Start of Task data

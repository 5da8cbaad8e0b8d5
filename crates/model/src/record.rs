use crate::value::{FieldValue, Value};
use indexmap::IndexMap;
use serde::{Deserialize, Serialize};
use uuid::Uuid;

/// A single Dataverse record: `(entityName, id)` plus an ordered map of
/// field name to typed value. The id is immutable once constructed; fields
/// are only ever mutated by the import pipeline (deferred-field pass).
#[derive(Debug, Clone, Serialize, Deserialize)]
pub struct Record {
    pub entity: String,
    pub id: Uuid,
    fields: IndexMap<String, Value>,
}

impl Record {
    pub fn new(entity: impl Into<String>, id: Uuid) -> Self {
        Self {
            entity: entity.into(),
            id,
            fields: IndexMap::new(),
        }
    }

    pub fn with_field(mut self, name: impl Into<String>, value: Value) -> Self {
        self.fields.insert(name.into(), value);
        self
    }

    pub fn set(&mut self, name: impl Into<String>, value: Value) {
        self.fields.insert(name.into(), value);
    }

    pub fn get(&self, name: &str) -> Option<&Value> {
        self.fields.get(name)
    }

    pub fn contains(&self, name: &str) -> bool {
        self.fields.contains_key(name)
    }

    pub fn remove(&mut self, name: &str) -> Option<Value> {
        self.fields.shift_remove(name)
    }

    pub fn field_names(&self) -> impl Iterator<Item = &str> {
        self.fields.keys().map(String::as_str)
    }

    pub fn fields(&self) -> impl Iterator<Item = (&str, &Value)> {
        self.fields.iter().map(|(k, v)| (k.as_str(), v))
    }

    pub fn field_values(&self) -> Vec<FieldValue> {
        self.fields
            .iter()
            .map(|(k, v)| FieldValue::new(k.clone(), v.clone()))
            .collect()
    }

    /// Stable byte representation used for batch manifest checksums.
    /// Field order follows insertion order, which is deterministic for a
    /// given exporter run.
    pub fn canonical_bytes(&self) -> Vec<u8> {
        let mut buf = self.entity.as_bytes().to_vec();
        buf.extend_from_slice(self.id.as_bytes());
        for (name, value) in &self.fields {
            buf.extend_from_slice(name.as_bytes());
            buf.extend_from_slice(&value.canonical_bytes());
        }
        buf
    }

    pub fn size_bytes(&self) -> usize {
        let mut size = self.entity.len() + 16;
        for (name, value) in &self.fields {
            size += name.len() + value.size_bytes();
        }
        size
    }
}
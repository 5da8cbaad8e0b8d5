//! Single-writer progress aggregation (spec §4.4 step 5, §5 "Progress
//! channel has exactly one consumer"). Worker tasks post deltas over an
//! unbounded channel; one aggregator task owns all per-entity counters and
//! is the only thing that ever constructs a [`ProgressEvent`].

use model::{Phase, ProgressEvent};
use std::collections::HashMap;
use std::time::{Duration, Instant};
use tokio::sync::mpsc;
use tokio::task::JoinHandle;

/// Cadence cap from spec §4.4: emit at least every 100 records or every
/// second, whichever comes first.
const MAX_RECORDS_BETWEEN_EMITS: u64 = 100;
const MAX_INTERVAL_BETWEEN_EMITS: Duration = Duration::from_secs(1);

#[derive(Debug, Clone)]
pub struct ProgressDelta {
    pub entity: String,
    pub success: u64,
    pub failure: u64,
}

struct EntityCounters {
    total: u64,
    current: u64,
    success: u64,
    failure: u64,
    last_emitted_current: u64,
    last_emit_at: Instant,
}

impl EntityCounters {
    fn new(total: u64) -> Self {
        Self {
            total,
            current: 0,
            success: 0,
            failure: 0,
            last_emitted_current: 0,
            last_emit_at: Instant::now(),
        }
    }

    fn should_emit(&self) -> bool {
        self.current - self.last_emitted_current >= MAX_RECORDS_BETWEEN_EMITS
            || self.last_emit_at.elapsed() >= MAX_INTERVAL_BETWEEN_EMITS
            || self.current == self.total
    }
}

/// Spawns the aggregator task. Returns the sender workers post deltas to
/// and the handle to await for a clean shutdown (drop the sender, then
/// join).
pub fn spawn_aggregator(
    phase: Phase,
    entity_totals: HashMap<String, u64>,
    out: mpsc::Sender<ProgressEvent>,
) -> (mpsc::UnboundedSender<ProgressDelta>, JoinHandle<()>) {
    let (tx, mut rx) = mpsc::unbounded_channel::<ProgressDelta>();

    let handle = tokio::spawn(async move {
        let mut counters: HashMap<String, EntityCounters> = entity_totals
            .into_iter()
            .map(|(entity, total)| (entity, EntityCounters::new(total)))
            .collect();

        while let Some(delta) = rx.recv().await {
            let Some(counter) = counters.get_mut(&delta.entity) else {
                continue;
            };
            counter.current += delta.success + delta.failure;
            counter.success += delta.success;
            counter.failure += delta.failure;

            if counter.should_emit() {
                let event = ProgressEvent::new(phase, counter.current, counter.total)
                    .for_entity(delta.entity.clone());
                let event = ProgressEvent {
                    success_count: counter.success,
                    failure_count: counter.failure,
                    ..event
                };
                counter.last_emitted_current = counter.current;
                counter.last_emit_at = Instant::now();
                let _ = out.send(event).await;
            }
        }

        // Final snapshot per entity, regardless of cadence — callers should
        // always see a terminal event per (phase, entity) key.
        for (entity, counter) in counters {
            let event = ProgressEvent {
                success_count: counter.success,
                failure_count: counter.failure,
                ..ProgressEvent::new(phase, counter.current, counter.total).for_entity(entity)
            };
            let _ = out.send(event).await;
        }
    });

    (tx, handle)
}

#[cfg(test)]
mod tests {
    use super::*;

    #[tokio::test]
    async fn emits_final_event_per_entity_on_drain() {
        let mut totals = HashMap::new();
        totals.insert("account".to_string(), 3);
        let (out_tx, mut out_rx) = mpsc::channel(16);
        let (delta_tx, handle) = spawn_aggregator(Phase::Importing, totals, out_tx);

        delta_tx
            .send(ProgressDelta {
                entity: "account".to_string(),
                success: 3,
                failure: 0,
            })
            .unwrap();
        drop(delta_tx);
        handle.await.unwrap();

        let mut last = None;
        while let Ok(event) = out_rx.try_recv() {
            last = Some(event);
        }
        let last = last.unwrap();
        assert_eq!(last.current, 3);
        assert_eq!(last.success_count, 3);
    }
}
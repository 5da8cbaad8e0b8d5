use crate::{association::ManyToManyAssociation, record::Record, schema::Schema};
use chrono::{DateTime, Utc};
use serde::{Deserialize, Serialize};
use std::collections::HashMap;

/// `(entity, fieldName)` — a lookup that must be written after initial
/// create because the target is not yet materialized (self- or
/// cyclic-reference). Populated by a second-pass `Update`.
#[derive(Debug, Clone, Serialize, Deserialize, PartialEq, Eq, Hash)]
pub struct DeferredFieldSpec {
    pub entity: String,
    pub field_name: String,
}

/// An ordered list of tiers; tier `k+1` depends only on entities in tiers
/// `<= k`. Self-referencing entities appear in a single tier with their
/// self-referencing lookups marked deferred.
#[derive(Debug, Clone, Default, Serialize, Deserialize)]
pub struct TierPlan {
    pub tiers: Vec<Vec<String>>,
    pub deferred_fields: Vec<DeferredFieldSpec>,
}

impl TierPlan {
    pub fn tier_of(&self, entity: &str) -> Option<usize> {
        self.tiers
            .iter()
            .position(|tier| tier.iter().any(|e| e.eq_ignore_ascii_case(entity)))
    }

    pub fn deferred_fields_for<'a>(
        &'a self,
        entity: &'a str,
    ) -> impl Iterator<Item = &'a DeferredFieldSpec> + 'a {
        self.deferred_fields
            .iter()
            .filter(move |d| d.entity.eq_ignore_ascii_case(entity))
    }
}

/// `(schema, entityRecords, associations, exportedAt)` — the full payload
/// produced by an export and consumed by an import.
#[derive(Debug, Clone, Serialize, Deserialize)]
pub struct MigrationData {
    pub schema: Schema,
    pub entity_records: HashMap<String, Vec<Record>>,
    pub associations: HashMap<String, Vec<ManyToManyAssociation>>,
    pub exported_at: DateTime<Utc>,
}

impl MigrationData {
    pub fn new(schema: Schema) -> Self {
        Self {
            schema,
            entity_records: HashMap::new(),
            associations: HashMap::new(),
            exported_at: Utc::now(),
        }
    }

    pub fn total_records(&self) -> usize {
        self.entity_records.values().map(Vec::len).sum()
    }

    pub fn total_associations(&self) -> usize {
        self.associations
            .values()
            .map(|v| v.iter().map(ManyToManyAssociation::len).sum::<usize>())
            .sum()
    }
}
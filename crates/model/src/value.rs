use crate::data_type::DataType;
use bigdecimal::BigDecimal;
use chrono::{DateTime, Utc};
use serde::{Deserialize, Serialize};
use std::{cmp::Ordering, fmt};
use uuid::Uuid;

/// A reference from one record to another, carried by lookup fields.
///
/// `display_name` is optional metadata the remote sometimes returns
/// alongside the id (e.g. the target record's primary name field); it is
/// never required to resolve the reference.
#[derive(Debug, Clone, Serialize, Deserialize, PartialEq, Eq, Hash)]
pub struct EntityReference {
    pub entity: String,
    pub id: Uuid,
    pub display_name: Option<String>,
}

impl EntityReference {
    pub fn new(entity: impl Into<String>, id: Uuid) -> Self {
        Self {
            entity: entity.into(),
            id,
            display_name: None,
        }
    }

    pub fn with_display_name(mut self, name: impl Into<String>) -> Self {
        self.display_name = Some(name.into());
        self
    }
}

/// A typed field value, per spec §3's closed set of wire-representable types.
#[derive(Debug, Clone, Serialize, Deserialize, PartialEq)]
pub enum Value {
    String(String),
    Int32(i32),
    Int64(i64),
    Decimal(BigDecimal),
    Float(f64),
    Boolean(bool),
    Timestamp(DateTime<Utc>),
    Id(Uuid),
    Reference(EntityReference),
    OptionValue(i32),
    Money(BigDecimal),
    Null,
}

impl Value {
    pub fn data_type(&self) -> DataType {
        match self {
            Value::String(_) => DataType::String,
            Value::Int32(_) => DataType::Int32,
            Value::Int64(_) => DataType::Int64,
            Value::Decimal(_) => DataType::Decimal,
            Value::Float(_) => DataType::Float,
            Value::Boolean(_) => DataType::Boolean,
            Value::Timestamp(_) => DataType::Timestamp,
            Value::Id(_) => DataType::Id,
            Value::Reference(_) => DataType::Lookup,
            Value::OptionValue(_) => DataType::OptionSet,
            Value::Money(_) => DataType::Money,
            Value::Null => DataType::Null,
        }
    }

    pub fn as_reference(&self) -> Option<&EntityReference> {
        match self {
            Value::Reference(r) => Some(r),
            _ => None,
        }
    }

    pub fn as_str(&self) -> Option<&str> {
        match self {
            Value::String(s) => Some(s),
            _ => None,
        }
    }

    pub fn as_uuid(&self) -> Option<Uuid> {
        match self {
            Value::Id(u) => Some(*u),
            Value::Reference(r) => Some(r.id),
            _ => None,
        }
    }

    pub fn is_null(&self) -> bool {
        matches!(self, Value::Null)
    }

    /// Bytes contributing to a value's canonical hash, used for batch
    /// manifest checksums (idempotency bookkeeping for retried batches).
    pub fn canonical_bytes(&self) -> Vec<u8> {
        match self {
            Value::String(s) => s.as_bytes().to_vec(),
            Value::Int32(v) => v.to_le_bytes().to_vec(),
            Value::Int64(v) => v.to_le_bytes().to_vec(),
            Value::Decimal(v) | Value::Money(v) => v.to_string().into_bytes(),
            Value::Float(v) => v.to_bits().to_le_bytes().to_vec(),
            Value::Boolean(v) => vec![*v as u8],
            Value::Timestamp(v) => v.timestamp_nanos_opt().unwrap_or(0).to_le_bytes().to_vec(),
            Value::Id(v) => v.as_bytes().to_vec(),
            Value::Reference(r) => {
                let mut b = r.entity.as_bytes().to_vec();
                b.extend_from_slice(r.id.as_bytes());
                b
            }
            Value::OptionValue(v) => v.to_le_bytes().to_vec(),
            Value::Null => vec![],
        }
    }

    pub fn size_bytes(&self) -> usize {
        match self {
            Value::String(s) => s.len(),
            Value::Int32(_) => 4,
            Value::Int64(_) => 8,
            Value::Decimal(v) | Value::Money(v) => v.to_string().len(),
            Value::Float(_) => 8,
            Value::Boolean(_) => 1,
            Value::Timestamp(_) => 16,
            Value::Id(_) => 16,
            Value::Reference(r) => 16 + r.entity.len(),
            Value::OptionValue(_) => 4,
            Value::Null => 0,
        }
    }

    pub fn compare(&self, other: &Value) -> Option<Ordering> {
        use Value::*;
        match (self, other) {
            (String(a), String(b)) => Some(a.cmp(b)),
            (Int32(a), Int32(b)) => Some(a.cmp(b)),
            (Int64(a), Int64(b)) => Some(a.cmp(b)),
            (Decimal(a), Decimal(b)) | (Money(a), Money(b)) => Some(a.cmp(b)),
            (Float(a), Float(b)) => a.partial_cmp(b),
            (Boolean(a), Boolean(b)) => Some(a.cmp(b)),
            (Timestamp(a), Timestamp(b)) => Some(a.cmp(b)),
            (Id(a), Id(b)) => Some(a.cmp(b)),
            (OptionValue(a), OptionValue(b)) => Some(a.cmp(b)),
            _ => None,
        }
    }
}

impl fmt::Display for Value {
    fn fmt(&self, f: &mut fmt::Formatter<'_>) -> fmt::Result {
        match self {
            Value::String(v) => write!(f, "{v}"),
            Value::Int32(v) => write!(f, "{v}"),
            Value::Int64(v) => write!(f, "{v}"),
            Value::Decimal(v) | Value::Money(v) => write!(f, "{v}"),
            Value::Float(v) => write!(f, "{v}"),
            Value::Boolean(v) => write!(f, "{v}"),
            Value::Timestamp(v) => write!(f, "{}", v.to_rfc3339()),
            Value::Id(v) => write!(f, "{v}"),
            Value::Reference(r) => write!(f, "{}:{}", r.entity, r.id),
            Value::OptionValue(v) => write!(f, "{v}"),
            Value::Null => write!(f, "NULL"),
        }
    }
}

/// A named, typed field on a [`crate::record::Record`].
#[derive(Debug, Clone, Serialize, Deserialize)]
pub struct FieldValue {
    pub name: String,
    pub value: Value,
}

impl FieldValue {
    pub fn new(name: impl Into<String>, value: Value) -> Self {
        Self {
            name: name.into(),
            value,
        }
    }
}

#[cfg(test)]
mod tests {
    use super::*;

    #[test]
    fn reference_round_trips_through_display() {
        let id = Uuid::nil();
        let r = EntityReference::new("account", id).with_display_name("Acme");
        let v = Value::Reference(r.clone());
        assert_eq!(v.as_reference(), Some(&r));
        assert_eq!(v.data_type(), DataType::Lookup);
    }

    #[test]
    fn null_has_no_canonical_bytes() {
        assert!(Value::Null.canonical_bytes().is_empty());
    }

    #[test]
    fn decimal_and_money_compare_numerically() {
        let a = Value::Money(BigDecimal::from(100));
        let b = Value::Money(BigDecimal::from(200));
        assert_eq!(a.compare(&b), Some(Ordering::Less));
    }
}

End of Task data

(What is being asked):
Retype the entries exactly from the first line, stopping after the line with "pub fn with_field(mut".

(Response box):
repository 5da8cbaad8e0b8d5
filename crates/model/src/record.rs
use crate::value::{FieldValue, Value};
use indexmap::IndexMap;
use serde::{Deserialize, Serialize};
use uuid::Uuid;

/// A single Dataverse record: `(entityName, id)` plus an ordered map of
/// field name to typed value. The id is immutable once constructed; fields
/// are only ever mutated by the import pipeline (deferred-field pass).
#[derive(Debug, Clone, Serialize, Deserialize)]
pub struct Record {
    pub entity: String,
    pub id: Uuid,
    fields: IndexMap<String, Value>,
}

impl Record {
    pub fn new(entity: impl Into<String>, id: Uuid) -> Self {
        Self {
            entity: entity.into(),
            id,
            fields: IndexMap::new(),
        }
    }

    pub fn with_field(mut self, name: impl Into<String>, value: Value) -> Self {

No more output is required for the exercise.